Using the listing below, show all lines that hold the word "Value".

§ **Records to use**
==*==

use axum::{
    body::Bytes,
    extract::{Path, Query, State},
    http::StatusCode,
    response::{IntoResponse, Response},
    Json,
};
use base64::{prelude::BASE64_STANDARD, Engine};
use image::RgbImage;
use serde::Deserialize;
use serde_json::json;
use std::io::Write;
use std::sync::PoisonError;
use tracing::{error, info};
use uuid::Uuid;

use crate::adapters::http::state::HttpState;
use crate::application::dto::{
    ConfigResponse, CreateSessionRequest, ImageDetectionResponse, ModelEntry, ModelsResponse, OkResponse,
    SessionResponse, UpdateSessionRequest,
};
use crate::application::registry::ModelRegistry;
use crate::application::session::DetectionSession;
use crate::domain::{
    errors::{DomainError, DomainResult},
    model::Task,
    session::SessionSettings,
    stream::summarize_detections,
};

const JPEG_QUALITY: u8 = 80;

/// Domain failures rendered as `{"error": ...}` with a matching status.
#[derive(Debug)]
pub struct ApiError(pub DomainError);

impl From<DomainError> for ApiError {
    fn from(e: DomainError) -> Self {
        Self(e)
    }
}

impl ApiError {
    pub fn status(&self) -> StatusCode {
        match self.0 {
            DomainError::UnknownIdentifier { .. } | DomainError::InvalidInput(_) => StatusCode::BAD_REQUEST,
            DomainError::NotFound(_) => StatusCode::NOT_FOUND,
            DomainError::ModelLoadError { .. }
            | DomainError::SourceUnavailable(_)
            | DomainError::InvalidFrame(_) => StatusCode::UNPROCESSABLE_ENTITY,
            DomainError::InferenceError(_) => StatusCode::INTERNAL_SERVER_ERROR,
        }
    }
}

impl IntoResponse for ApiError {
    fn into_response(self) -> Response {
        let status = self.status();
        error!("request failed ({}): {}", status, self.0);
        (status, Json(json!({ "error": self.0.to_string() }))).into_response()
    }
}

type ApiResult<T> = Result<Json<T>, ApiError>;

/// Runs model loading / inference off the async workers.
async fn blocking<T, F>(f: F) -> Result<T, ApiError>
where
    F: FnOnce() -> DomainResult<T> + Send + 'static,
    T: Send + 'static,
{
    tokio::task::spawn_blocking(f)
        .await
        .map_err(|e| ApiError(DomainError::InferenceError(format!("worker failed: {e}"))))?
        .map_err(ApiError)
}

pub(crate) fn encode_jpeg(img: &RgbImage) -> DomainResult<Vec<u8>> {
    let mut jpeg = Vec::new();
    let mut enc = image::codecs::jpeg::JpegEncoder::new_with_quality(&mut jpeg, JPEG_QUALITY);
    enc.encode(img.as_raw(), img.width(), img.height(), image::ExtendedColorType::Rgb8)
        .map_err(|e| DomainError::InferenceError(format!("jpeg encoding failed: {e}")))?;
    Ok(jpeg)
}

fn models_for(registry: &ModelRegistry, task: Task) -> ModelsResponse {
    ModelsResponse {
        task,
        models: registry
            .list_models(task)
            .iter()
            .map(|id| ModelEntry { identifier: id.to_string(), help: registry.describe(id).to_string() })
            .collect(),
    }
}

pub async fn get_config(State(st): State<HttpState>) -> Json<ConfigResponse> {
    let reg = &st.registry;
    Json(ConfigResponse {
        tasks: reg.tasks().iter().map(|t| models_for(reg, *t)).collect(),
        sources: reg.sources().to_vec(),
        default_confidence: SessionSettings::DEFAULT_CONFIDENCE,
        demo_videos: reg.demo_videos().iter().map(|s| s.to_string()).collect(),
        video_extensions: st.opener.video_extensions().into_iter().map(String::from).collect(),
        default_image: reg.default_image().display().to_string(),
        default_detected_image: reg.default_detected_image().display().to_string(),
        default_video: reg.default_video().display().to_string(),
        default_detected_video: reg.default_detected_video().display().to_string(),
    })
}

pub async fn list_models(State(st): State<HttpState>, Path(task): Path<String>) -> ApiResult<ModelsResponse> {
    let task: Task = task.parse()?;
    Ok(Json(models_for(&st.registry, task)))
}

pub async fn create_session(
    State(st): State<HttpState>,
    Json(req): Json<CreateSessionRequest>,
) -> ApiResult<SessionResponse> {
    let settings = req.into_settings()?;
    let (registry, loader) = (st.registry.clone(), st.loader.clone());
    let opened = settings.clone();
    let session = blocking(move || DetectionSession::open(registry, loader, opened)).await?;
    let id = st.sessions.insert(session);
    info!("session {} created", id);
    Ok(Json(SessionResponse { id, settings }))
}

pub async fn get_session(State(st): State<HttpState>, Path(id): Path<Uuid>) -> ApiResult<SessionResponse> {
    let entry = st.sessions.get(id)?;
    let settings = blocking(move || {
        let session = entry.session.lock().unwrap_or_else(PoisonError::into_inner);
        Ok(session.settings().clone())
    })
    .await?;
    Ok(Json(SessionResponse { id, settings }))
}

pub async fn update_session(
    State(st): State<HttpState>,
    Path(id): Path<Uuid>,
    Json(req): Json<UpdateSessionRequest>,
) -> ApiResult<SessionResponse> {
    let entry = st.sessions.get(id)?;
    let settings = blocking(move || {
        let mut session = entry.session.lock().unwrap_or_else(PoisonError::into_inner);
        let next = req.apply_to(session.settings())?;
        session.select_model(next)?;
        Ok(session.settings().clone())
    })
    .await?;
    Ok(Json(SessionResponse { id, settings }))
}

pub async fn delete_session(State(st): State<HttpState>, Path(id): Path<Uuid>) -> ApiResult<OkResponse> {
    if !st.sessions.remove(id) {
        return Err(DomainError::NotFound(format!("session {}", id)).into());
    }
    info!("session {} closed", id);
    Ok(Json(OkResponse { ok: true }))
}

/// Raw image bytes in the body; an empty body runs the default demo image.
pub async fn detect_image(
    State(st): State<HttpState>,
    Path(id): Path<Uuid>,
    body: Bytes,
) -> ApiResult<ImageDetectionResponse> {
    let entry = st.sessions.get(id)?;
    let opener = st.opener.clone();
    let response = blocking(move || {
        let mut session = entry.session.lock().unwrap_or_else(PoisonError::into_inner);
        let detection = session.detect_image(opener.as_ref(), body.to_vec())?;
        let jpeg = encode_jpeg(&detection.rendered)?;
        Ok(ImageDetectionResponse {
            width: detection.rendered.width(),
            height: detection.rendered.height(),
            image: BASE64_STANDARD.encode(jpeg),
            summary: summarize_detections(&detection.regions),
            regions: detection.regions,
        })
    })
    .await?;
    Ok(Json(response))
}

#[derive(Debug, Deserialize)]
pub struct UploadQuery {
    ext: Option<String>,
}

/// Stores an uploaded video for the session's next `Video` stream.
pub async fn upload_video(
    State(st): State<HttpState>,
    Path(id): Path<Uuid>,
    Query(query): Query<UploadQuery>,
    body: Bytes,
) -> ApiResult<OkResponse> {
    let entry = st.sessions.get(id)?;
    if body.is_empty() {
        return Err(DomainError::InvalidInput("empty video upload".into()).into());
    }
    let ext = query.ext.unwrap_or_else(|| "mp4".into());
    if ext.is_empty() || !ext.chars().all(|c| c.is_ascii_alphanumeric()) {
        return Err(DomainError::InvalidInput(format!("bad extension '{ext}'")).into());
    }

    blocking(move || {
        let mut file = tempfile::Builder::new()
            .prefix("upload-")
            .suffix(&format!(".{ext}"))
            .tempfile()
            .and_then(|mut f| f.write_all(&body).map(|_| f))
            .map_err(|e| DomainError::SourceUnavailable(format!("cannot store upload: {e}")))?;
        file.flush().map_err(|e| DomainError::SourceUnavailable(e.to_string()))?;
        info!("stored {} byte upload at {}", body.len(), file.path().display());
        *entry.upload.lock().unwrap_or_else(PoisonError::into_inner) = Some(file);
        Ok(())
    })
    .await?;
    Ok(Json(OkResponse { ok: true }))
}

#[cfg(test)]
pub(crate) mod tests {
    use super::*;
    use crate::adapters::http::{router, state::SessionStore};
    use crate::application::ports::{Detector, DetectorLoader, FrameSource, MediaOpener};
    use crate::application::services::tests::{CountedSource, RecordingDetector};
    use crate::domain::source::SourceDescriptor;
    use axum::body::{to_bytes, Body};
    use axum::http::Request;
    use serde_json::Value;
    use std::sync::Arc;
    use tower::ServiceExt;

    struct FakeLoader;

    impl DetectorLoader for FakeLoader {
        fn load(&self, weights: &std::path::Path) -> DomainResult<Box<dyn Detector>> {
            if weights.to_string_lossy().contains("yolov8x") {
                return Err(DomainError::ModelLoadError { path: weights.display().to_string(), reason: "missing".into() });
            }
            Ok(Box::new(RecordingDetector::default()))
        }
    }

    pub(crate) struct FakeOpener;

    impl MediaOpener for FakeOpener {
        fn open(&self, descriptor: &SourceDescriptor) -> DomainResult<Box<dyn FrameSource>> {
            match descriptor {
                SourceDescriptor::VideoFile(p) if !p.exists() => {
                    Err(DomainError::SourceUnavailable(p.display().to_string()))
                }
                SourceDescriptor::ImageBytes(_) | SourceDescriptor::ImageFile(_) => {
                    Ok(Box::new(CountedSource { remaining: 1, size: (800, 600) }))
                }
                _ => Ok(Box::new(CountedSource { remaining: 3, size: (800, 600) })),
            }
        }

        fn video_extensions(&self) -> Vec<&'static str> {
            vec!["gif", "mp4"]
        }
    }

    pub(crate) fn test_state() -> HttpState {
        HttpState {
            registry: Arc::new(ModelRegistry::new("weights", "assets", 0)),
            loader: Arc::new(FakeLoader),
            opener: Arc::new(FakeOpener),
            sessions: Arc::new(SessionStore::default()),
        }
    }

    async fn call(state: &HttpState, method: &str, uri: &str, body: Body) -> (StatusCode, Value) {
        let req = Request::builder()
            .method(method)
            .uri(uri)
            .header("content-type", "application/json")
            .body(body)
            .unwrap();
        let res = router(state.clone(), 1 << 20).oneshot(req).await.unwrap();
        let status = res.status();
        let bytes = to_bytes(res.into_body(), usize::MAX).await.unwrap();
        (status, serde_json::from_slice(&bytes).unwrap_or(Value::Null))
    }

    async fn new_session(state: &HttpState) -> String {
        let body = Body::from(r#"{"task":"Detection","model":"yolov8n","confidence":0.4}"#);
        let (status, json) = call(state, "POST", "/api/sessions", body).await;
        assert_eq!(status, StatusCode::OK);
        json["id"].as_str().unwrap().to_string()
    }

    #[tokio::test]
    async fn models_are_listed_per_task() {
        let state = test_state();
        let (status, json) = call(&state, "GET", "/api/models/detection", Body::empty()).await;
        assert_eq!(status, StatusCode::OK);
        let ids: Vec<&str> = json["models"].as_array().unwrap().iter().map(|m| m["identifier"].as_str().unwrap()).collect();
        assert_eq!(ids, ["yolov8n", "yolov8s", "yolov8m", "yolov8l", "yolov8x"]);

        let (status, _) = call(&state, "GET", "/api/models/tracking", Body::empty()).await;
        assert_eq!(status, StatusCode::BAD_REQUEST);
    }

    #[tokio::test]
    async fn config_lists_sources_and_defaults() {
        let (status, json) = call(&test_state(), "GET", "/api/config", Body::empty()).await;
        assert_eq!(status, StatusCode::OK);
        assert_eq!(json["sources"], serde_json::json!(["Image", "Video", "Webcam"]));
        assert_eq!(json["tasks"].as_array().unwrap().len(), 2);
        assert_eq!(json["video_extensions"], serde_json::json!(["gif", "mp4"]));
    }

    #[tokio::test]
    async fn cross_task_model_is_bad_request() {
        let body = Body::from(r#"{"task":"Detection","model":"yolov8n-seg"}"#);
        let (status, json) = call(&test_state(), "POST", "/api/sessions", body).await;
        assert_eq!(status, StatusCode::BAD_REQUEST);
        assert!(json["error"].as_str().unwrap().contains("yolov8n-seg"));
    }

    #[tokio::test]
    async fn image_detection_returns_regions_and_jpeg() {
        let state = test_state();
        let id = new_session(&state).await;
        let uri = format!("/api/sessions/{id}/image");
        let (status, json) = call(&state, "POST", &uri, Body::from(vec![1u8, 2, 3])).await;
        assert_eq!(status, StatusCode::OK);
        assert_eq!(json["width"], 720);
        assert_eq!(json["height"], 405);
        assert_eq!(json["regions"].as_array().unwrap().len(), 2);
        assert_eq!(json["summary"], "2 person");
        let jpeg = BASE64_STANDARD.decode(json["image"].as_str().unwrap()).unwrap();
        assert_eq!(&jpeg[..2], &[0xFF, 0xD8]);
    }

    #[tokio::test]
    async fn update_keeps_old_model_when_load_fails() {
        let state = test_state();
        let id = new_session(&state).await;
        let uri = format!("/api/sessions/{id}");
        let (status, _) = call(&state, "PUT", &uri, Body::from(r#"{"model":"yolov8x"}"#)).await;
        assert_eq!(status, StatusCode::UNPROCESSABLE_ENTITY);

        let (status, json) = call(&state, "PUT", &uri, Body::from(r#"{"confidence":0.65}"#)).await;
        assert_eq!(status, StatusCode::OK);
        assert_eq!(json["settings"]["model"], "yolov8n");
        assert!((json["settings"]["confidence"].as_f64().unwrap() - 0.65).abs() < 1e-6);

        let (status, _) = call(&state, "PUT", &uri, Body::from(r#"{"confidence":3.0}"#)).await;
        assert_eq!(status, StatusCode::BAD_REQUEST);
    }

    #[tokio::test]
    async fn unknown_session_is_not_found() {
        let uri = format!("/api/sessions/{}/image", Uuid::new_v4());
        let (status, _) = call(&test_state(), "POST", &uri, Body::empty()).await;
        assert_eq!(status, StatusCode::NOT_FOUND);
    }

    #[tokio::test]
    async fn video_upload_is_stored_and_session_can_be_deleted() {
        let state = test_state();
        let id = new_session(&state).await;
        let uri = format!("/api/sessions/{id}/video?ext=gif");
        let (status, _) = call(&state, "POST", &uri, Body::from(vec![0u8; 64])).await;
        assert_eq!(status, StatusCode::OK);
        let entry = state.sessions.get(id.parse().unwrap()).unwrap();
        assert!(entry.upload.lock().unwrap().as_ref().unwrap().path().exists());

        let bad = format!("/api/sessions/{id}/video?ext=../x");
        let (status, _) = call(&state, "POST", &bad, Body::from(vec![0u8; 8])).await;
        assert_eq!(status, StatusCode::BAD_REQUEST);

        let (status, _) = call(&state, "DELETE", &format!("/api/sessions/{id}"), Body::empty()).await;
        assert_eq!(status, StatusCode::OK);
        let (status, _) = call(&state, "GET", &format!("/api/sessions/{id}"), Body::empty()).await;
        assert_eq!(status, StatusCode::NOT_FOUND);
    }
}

==*==

§ **Output of the exercise**
    use serde_json::Value;
    async fn call(state: &HttpState, method: &str, uri: &str, body: Body) -> (StatusCode, Value) {
        (status, serde_json::from_slice(&bytes).unwrap_or(Value::Null))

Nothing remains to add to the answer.